The ins and outs of natural dyes with artist Danielle Shelton
Natural dyes have existed long before their synthetic descendants. Dyes extracted from vibrant plants, minerals, or even insects have a rich ancient history, dating as far back as the Neolithic period. The process fell out of practice around the 19th century, with the Industrial Revolution making synthetic dyes more readily available.
Textile artist Danielle Shelton speaks about the importance of choosing natural dyes over synthetics on her website, explaining that it eliminates the harmful chemicals and heavy metals present in synthetic dyes. It also helps to keep our oceans, watersheds, and drinking water supplies clean.
This Wednesday, Shelton is presenting the opportunity to go back to our roots, so to speak, and learn the ancient art of natural dyeing and plant pounding.

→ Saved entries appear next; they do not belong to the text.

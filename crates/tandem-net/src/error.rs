use std::io;
use std::net::SocketAddr;

use tandem_core::config::ConfigError;
use tandem_core::wire::READ_BUFFER_SIZE;
use tandem_core::{ClientNode, WireError};
use tandem_services::TopologyError;

#[derive(Debug, thiserror::Error)]
pub enum TransportError {
    #[error("failed to bind {addr}: {source}")]
    Bind {
        addr: String,
        #[source]
        source: io::Error,
    },

    #[error("connect to {peer} timed out after {timeout_ms} ms")]
    ConnectTimeout { peer: ClientNode, timeout_ms: u64 },

    #[error("connect to {peer} failed: {source}")]
    Connect {
        peer: ClientNode,
        #[source]
        source: io::Error,
    },

    #[error("write to {peer} failed: {source}")]
    Write {
        peer: ClientNode,
        #[source]
        source: io::Error,
    },

    #[error("read from {peer} failed: {source}")]
    Read {
        peer: SocketAddr,
        #[source]
        source: io::Error,
    },

    #[error("frame of {0} bytes exceeds the {READ_BUFFER_SIZE}-byte read buffer")]
    FrameTooLarge(usize),

    #[error("transport is closed")]
    Closed,
}

/// Errors surfaced by the [`Networking`](crate::Networking) facade.
#[derive(Debug, thiserror::Error)]
pub enum NetError {
    #[error(transparent)]
    Transport(#[from] TransportError),

    #[error(transparent)]
    Wire(#[from] WireError),

    #[error(transparent)]
    Topology(#[from] TopologyError),

    #[error(transparent)]
    Config(#[from] ConfigError),

    #[error("priority {0} is outside 0-7")]
    InvalidPriority(u8),

    #[error("no route to {0}")]
    NoRoute(ClientNode),

    #[error("networking is closed")]
    Closed,
}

Armed with the provided silk scarf and watercolor paper, participants will have the opportunity to trek through the outdoors to find berries, roots, and flowers to make into dyes. From there, Shelton will illustrate how to chop, simmer, and extract color from the raw materials. At the end of the day, participants will have a beautiful and naturally-dyed silk scarf.
As well as exploring natural dye techniques and sources, Shelton will provide the opportunity to learn another ancient art form called plant pounding. It’s exactly what it sounds like: pounding vibrantly-colored leaves or flowers onto fabric or paper to release their natural dyes. Participants will use the aforementioned watercolor paper to create plant-pounding artwork.
The class begins at 9 a.m. at the Chattanooga WorkSpace. Participants must be 13 or older.